The valuation markdown is coming at a time when market conditions are volatile and global cues are weak, while the startup’s funding winter has been stretching since last year. Earlier this year, Byju’s minor investor BlackRock also reduced the valuation of a troubled Indian edtech startup to $8.4 billion.
The move also comes as Byju’s is looking to work around the repayment of a $1.2 billion term loan B (TLB) that it secured in late 2021 for five years. The Economic Times reported in December last year that some creditors have asked Byju’s for a faster repayment of the term loan, while also renegotiating the terms of the debt. Earlier this month, the Indian startup filed a complaint with the New York Supreme Court against an investment management firm Redwood to challenge the acceleration of the $1.2 billion TLB and sought to disqualify the lender, alleging it of “predatory tactics.” Byju’s said it has decided to not make any further payments to the term B loan providers, including any interest, until the dispute with the lenders is decided by the court.

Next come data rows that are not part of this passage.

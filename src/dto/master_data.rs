//! Page data for the master-data screens.

use crate::domain::company::Company;
use crate::domain::location::{Location, visible_locations};
use crate::domain::machine::Machine;
use crate::domain::product::Product;
use crate::domain::user::{Role, User};

/// Data required to render the companies page.
#[derive(Debug)]
pub struct CompaniesPageData {
    pub companies: Vec<Company>,
}

/// Data required to render the locations page.
///
/// The full list is kept so the "show inactive" toggle can be applied
/// again without another backend request.
#[derive(Debug)]
pub struct LocationsPageData {
    pub all: Vec<Location>,
    pub companies: Vec<Company>,
    pub show_inactive: bool,
}

impl LocationsPageData {
    pub fn visible(&self) -> Vec<Location> {
        visible_locations(&self.all, self.show_inactive)
    }

    pub fn toggle_inactive(&mut self, show_inactive: bool) -> Vec<Location> {
        self.show_inactive = show_inactive;
        self.visible()
    }
}

#[derive(Debug)]
pub struct MachinesPageData {
    pub machines: Vec<Machine>,
    pub locations: Vec<Location>,
}

#[derive(Debug)]
pub struct ProductsPageData {
    pub products: Vec<Product>,
}

/// Query parameters of the users page.
#[derive(Debug, Default, serde::Deserialize)]
pub struct UsersQuery {
    pub search: Option<String>,
    pub role: Option<String>,
}

#[derive(Debug)]
pub struct UsersPageData {
    pub users: Vec<User>,
    pub machines: Vec<Machine>,
    pub search: Option<String>,
    pub role: Option<Role>,
}
//! Product master data.

use chrono::NaiveDateTime;
use serde::{Deserialize, Serialize};

use crate::domain::types::{EntityCode, EntityName, ProductId};

/// Product record returned by `/products`.
#[derive(Clone, Debug, Serialize, Deserialize, PartialEq)]
#[serde(rename_all = "camelCase")]
pub struct Product {
    pub id: ProductId,
    pub name: String,
    pub code: String,
    #[serde(default)]
    pub description: Option<String>,
    #[serde(default)]
    pub active: bool,
    #[serde(default)]
    pub created_at: Option<NaiveDateTime>,
    #[serde(default)]
    pub updated_at: Option<NaiveDateTime>,
}

/// Payload accepted by `POST /products` and `PUT /products/{id}`.
#[derive(Clone, Debug, Serialize, PartialEq)]
#[serde(rename_all = "camelCase")]
pub struct ProductRequest {
    pub name: EntityName,
    pub code: EntityCode,
    #[serde(skip_serializing_if = "Option::is_none")]
    pub description: Option<String>,
    pub active: bool,
}
use actix_session::Session;
use actix_web::{Responder, get, post, web};
use actix_web_flash_messages::IncomingFlashMessages;
use tera::Tera;

use crate::auth::AuthenticatedUser;
use crate::domain::user::Role;
use crate::dto::master_data::UsersQuery;
use crate::models::config::ServerConfig;
use crate::repository::BackendRepository;
use crate::routes::{action_result, base_context, page_error, preferences, render_template};
use crate::services::users as users_service;

#[get("/users")]
pub async fn show_users(
    query: web::Query<UsersQuery>,
    user: AuthenticatedUser,
    session: Session,
    backend: web::Data<BackendRepository>,
    flash_messages: IncomingFlashMessages,
    server_config: web::Data<ServerConfig>,
    tera: web::Data<Tera>,
) -> impl Responder {
    let prefs = preferences(&session);
    let mut context = base_context(&flash_messages, Some(&user), "users", &prefs, &server_config);

    match users_service::list_users(&backend.for_user(&user), &user, query.into_inner()).await {
        Ok(data) => {
            context.insert("users", &data.users);
            context.insert("machines", &data.machines);
            context.insert("search", &data.search);
            context.insert("role", &data.role);
            context.insert("roles", &Role::ALL);
            render_template(&tera, "users/index.html", &context)
        }
        Err(err) => page_error(err, &tera, context, prefs.language, "/"),
    }
}

/// The user dialog posts repeated `machine_ids`, so the body is read raw.
#[post("/users")]
pub async fn create_user(
    user: AuthenticatedUser,
    session: Session,
    backend: web::Data<BackendRepository>,
    body: web::Bytes,
) -> impl Responder {
    let result = users_service::create_user(&backend.for_user(&user), &user, &body).await;
    action_result(result, preferences(&session).language, "saved", "/users")
}

#[post("/users/{user_id}")]
pub async fn update_user(
    user_id: web::Path<i64>,
    user: AuthenticatedUser,
    session: Session,
    backend: web::Data<BackendRepository>,
    body: web::Bytes,
) -> impl Responder {
    let result =
        users_service::update_user(&backend.for_user(&user), &user, user_id.into_inner(), &body)
            .await;
    action_result(result, preferences(&session).language, "saved", "/users")
}

#[post("/users/{user_id}/delete")]
pub async fn delete_user(
    user_id: web::Path<i64>,
    user: AuthenticatedUser,
    session: Session,
    backend: web::Data<BackendRepository>,
) -> impl Responder {
    let result =
        users_service::delete_user(&backend.for_user(&user), &user, user_id.into_inner()).await;
    action_result(result, preferences(&session).language, "deleted", "/users")
}
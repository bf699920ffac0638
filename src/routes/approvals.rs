//! Approval queue and review actions.

use actix_session::Session;
use actix_web::{Responder, get, post, web};
use actix_web_flash_messages::IncomingFlashMessages;
use serde::Deserialize;
use tera::Tera;

use crate::auth::AuthenticatedUser;
use crate::domain::qc_record::ManualResult;
use crate::forms::qc_record::{ApproveForm, NotesForm, RejectForm};
use crate::models::config::ServerConfig;
use crate::repository::BackendRepository;
use crate::routes::records::RecordRow;
use crate::routes::{action_result, base_context, page_error, preferences, render_template};
use crate::services::approval as approval_service;

/// Review forms post back either to the queue or to the record page.
#[derive(Deserialize)]
pub struct ReturnQuery {
    next: Option<String>,
}

impl ReturnQuery {
    fn back(&self, record_id: i64) -> String {
        match self.next.as_deref() {
            Some("record") => format!("/records/{record_id}"),
            _ => "/approvals".to_string(),
        }
    }
}

#[get("/approvals")]
pub async fn show_approvals(
    user: AuthenticatedUser,
    session: Session,
    backend: web::Data<BackendRepository>,
    flash_messages: IncomingFlashMessages,
    server_config: web::Data<ServerConfig>,
    tera: web::Data<Tera>,
) -> impl Responder {
    let prefs = preferences(&session);
    let mut context =
        base_context(&flash_messages, Some(&user), "approvals", &prefs, &server_config);

    match approval_service::approval_queue(&backend.for_user(&user), &user).await {
        Ok(data) => {
            let rows: Vec<RecordRow> = data.records.iter().map(RecordRow::new).collect();
            context.insert("rows", &rows);
            context.insert("results", &ManualResult::ALL);
            context.insert("refresh_secs", &server_config.approval_refresh_secs);
            render_template(&tera, "approvals/index.html", &context)
        }
        Err(err) => page_error(err, &tera, context, prefs.language, "/"),
    }
}

#[post("/records/{record_id}/approve")]
pub async fn approve_record(
    record_id: web::Path<i64>,
    query: web::Query<ReturnQuery>,
    user: AuthenticatedUser,
    session: Session,
    backend: web::Data<BackendRepository>,
    web::Form(form): web::Form<ApproveForm>,
) -> impl Responder {
    let record_id = record_id.into_inner();
    let result =
        approval_service::approve(&backend.for_user(&user), &user, record_id, form).await;
    action_result(
        result,
        preferences(&session).language,
        "record_approved",
        &query.back(record_id),
    )
}

#[post("/records/{record_id}/reject")]
pub async fn reject_record(
    record_id: web::Path<i64>,
    query: web::Query<ReturnQuery>,
    user: AuthenticatedUser,
    session: Session,
    backend: web::Data<BackendRepository>,
    web::Form(form): web::Form<RejectForm>,
) -> impl Responder {
    let record_id = record_id.into_inner();
    let result = approval_service::reject(&backend.for_user(&user), &user, record_id, form).await;
    action_result(
        result,
        preferences(&session).language,
        "record_rejected",
        &query.back(record_id),
    )
}

#[post("/records/{record_id}/notes")]
pub async fn update_notes(
    record_id: web::Path<i64>,
    user: AuthenticatedUser,
    session: Session,
    backend: web::Data<BackendRepository>,
    web::Form(form): web::Form<NotesForm>,
) -> impl Responder {
    let record_id = record_id.into_inner();
    let result =
        approval_service::update_notes(&backend.for_user(&user), &user, record_id, form).await;
    action_result(
        result,
        preferences(&session).language,
        "saved",
        &format!("/records/{record_id}"),
    )
}
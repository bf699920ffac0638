//! Location administration.

use crate::ADMIN_ROLES;
use crate::auth::AuthenticatedUser;
use crate::domain::location::{Location, LocationRequest};
use crate::domain::types::LocationId;
use crate::dto::master_data::LocationsPageData;
use crate::forms::master_data::LocationForm;
use crate::repository::{CompanyReader, LocationReader, LocationWriter};
use crate::services::{ServiceResult, ensure_role, log_failure};

/// Loads every location once; the inactive toggle filters the loaded list.
pub async fn list_locations<R>(
    repo: &R,
    user: &AuthenticatedUser,
    show_inactive: bool,
) -> ServiceResult<LocationsPageData>
where
    R: LocationReader + CompanyReader + ?Sized,
{
    ensure_role(user, ADMIN_ROLES)?;

    let (locations, companies) = tokio::join!(repo.list_locations(), repo.list_companies());

    Ok(LocationsPageData {
        all: locations.map_err(log_failure("list locations"))?,
        companies: companies.map_err(log_failure("list companies"))?,
        show_inactive,
    })
}

pub async fn create_location<R>(
    repo: &R,
    user: &AuthenticatedUser,
    form: LocationForm,
) -> ServiceResult<Location>
where
    R: LocationWriter + ?Sized,
{
    ensure_role(user, ADMIN_ROLES)?;

    let request = LocationRequest::try_from(form)?;

    repo.create_location(&request)
        .await
        .map_err(log_failure("create the location"))
}

pub async fn update_location<R>(
    repo: &R,
    user: &AuthenticatedUser,
    location_id: i64,
    form: LocationForm,
) -> ServiceResult<Location>
where
    R: LocationWriter + ?Sized,
{
    ensure_role(user, ADMIN_ROLES)?;

    let location_id = LocationId::new(location_id)?;
    let request = LocationRequest::try_from(form)?;

    repo.update_location(location_id, &request)
        .await
        .map_err(log_failure("update the location"))
}

pub async fn delete_location<R>(
    repo: &R,
    user: &AuthenticatedUser,
    location_id: i64,
) -> ServiceResult<()>
where
    R: LocationWriter + ?Sized,
{
    ensure_role(user, ADMIN_ROLES)?;

    repo.delete_location(LocationId::new(location_id)?)
        .await
        .map_err(log_failure("delete the location"))
}

#[cfg(test)]
mod tests {
    use super::*;
    use crate::domain::user::Role;
    use crate::services::fake::{FakeBackend, FakeState, location};
    use crate::services::test_support::user;

    #[actix_web::test]
    async fn inactive_toggle_does_not_query_again() {
        let repo = FakeBackend::new(FakeState {
            locations: vec![location(1, true), location(2, false), location(3, true)],
            ..FakeState::default()
        });

        let mut page = list_locations(&repo, &user(Role::Admin), false)
            .await
            .unwrap();
        let calls_after_load = repo.calls();
        assert_eq!(page.visible().len(), 2);

        let shown = page.toggle_inactive(true);
        assert_eq!(
            shown.iter().map(|l| l.id.get()).collect::<Vec<_>>(),
            vec![1, 2, 3]
        );
        let hidden = page.toggle_inactive(false);
        assert_eq!(hidden.len(), 2);

        assert_eq!(repo.calls(), calls_after_load);
        assert_eq!(
            calls_after_load
                .iter()
                .filter(|c| c.as_str() == "list_locations")
                .count(),
            1
        );
    }
}
use serde::Deserialize;

#[derive(Debug, Deserialize)]
pub struct PreferencesForm {
    pub language: Option<String>,
    pub theme: Option<String>,
    #[serde(default)]
    pub sidebar_collapsed: Option<String>,
    /// Where to return after saving.
    pub next: Option<String>,
}

#[derive(Debug, Deserialize)]
pub struct DismissTourForm {
    pub page: String,
    pub next: Option<String>,
}

#[derive(Debug, Default, Deserialize)]
pub struct LogQuery {
    pub search: Option<String>,
    pub page: Option<usize>,
}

Once India’s most valuable edtech startup, Byju’s has also seen the exit of board members representing three global investors – Peak XV Partners (formerly Sequoia Capital India), Prosus NV, and the Chan-Zuckerberg Initiative – and auditor Deloitte last week due to “long-delayed” financial filings for the year ended March 2022. However, later the beleaguered company informed investors that it will submit audited earnings for 2022 by September and 2023 results by December. Still, the departures raise concerns about the company’s corporate governance, especially following a recent raid on Byju’s premises for alleged violations of foreign exchange laws.
Meanwhile, earlier this week, another Reuters report highlighted that India’s Employees Provident Fund Organisation (EPFO) had identified a shortfall in payments from Byju’s for August 2022 to May this year. Later, it was reported that the startup has deposited Rs 1.23 billion after the EPFO’s directives, and assured to deposit the remaining balance of Rs 34.3 million within a couple of days.